A new report prepared by the CDC has suggested that the United States should work with other nations to eradicate diseases including the communicable one as they say working in teams could help improve results and boost efficiency.
Dr. Tom Frieden, director of the CDC, said “It is really important to stop the disease from where it has originated. Therefore, there is necessary to work as a global team.”
CDC concluded the report following an analysis of a six-month long pilot program in two different locations- Uganda and Vietnam. The U.S. health officials tracked infectious diseases from March to September 2013 in both the regions.
While the researchers focused on tracking Ebola and AIDS in Uganda, they covered H5N1 bird flu, cholera and enterovirus 71 in Vietnam.
The close observation and analysis helped the health officials to identify cases of West Nile virus, Zika virus, Crimean-Congo Hemorrhagic Fever virus, hepatitis E virus, and a meningitis-causing bacteria early on and treat them accordingly.

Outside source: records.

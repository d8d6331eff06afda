//! LRU Tracker Module
//!
//! Keeps the recency order used to pick eviction victims.

use std::collections::VecDeque;

// == LRU Tracker ==
/// Tracks access order for LRU eviction strategy.
///
/// Keys are stored in a VecDeque where:
/// - Front = Most recently used
/// - Back = Least recently used
///
/// Keys touched at the same instant keep the order they were touched in, so
/// the earliest of them is evicted first.
#[derive(Debug, Default)]
pub struct LruTracker {
    order: VecDeque<String>,
}

impl LruTracker {
    pub fn new() -> Self {
        Self {
            order: VecDeque::new(),
        }
    }

    // == Touch ==
    /// Marks a key as most recently used, inserting it if unknown.
    pub fn touch(&mut self, key: &str) {
        self.remove(key);
        self.order.push_front(key.to_string());
    }

    // == Remove ==
    /// Removes a key from the tracker. Unknown keys are ignored.
    pub fn remove(&mut self, key: &str) {
        if let Some(pos) = self.order.iter().position(|k| k == key) {
            self.order.remove(pos);
        }
    }

    // == Evict Oldest ==
    /// Returns and removes the least recently used key.
    pub fn evict_oldest(&mut self) -> Option<String> {
        self.order.pop_back()
    }

    pub fn clear(&mut self) {
        self.order.clear();
    }
}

The CDC team says that the Uganda Ministry of Health and CDC implemented upgrades in three areas:
1) First was strengthening the public health laboratory system by increasing the capacity of diagnostic and specimen referral networks
2) Second was enhancing the existing communications and information systems for outbreak response
3) And third was developing a public health emergency operations center
CDC finds the upcoming Winter Olympics in Sochi, Russia as a good platform where its recommendation that preventing the spread of infectious diseases is more effective when all countries work together could be tested. It says, during the games, people from all other the world will come into contact with one another. In such a scenario, contraction of infectious diseases will be very high.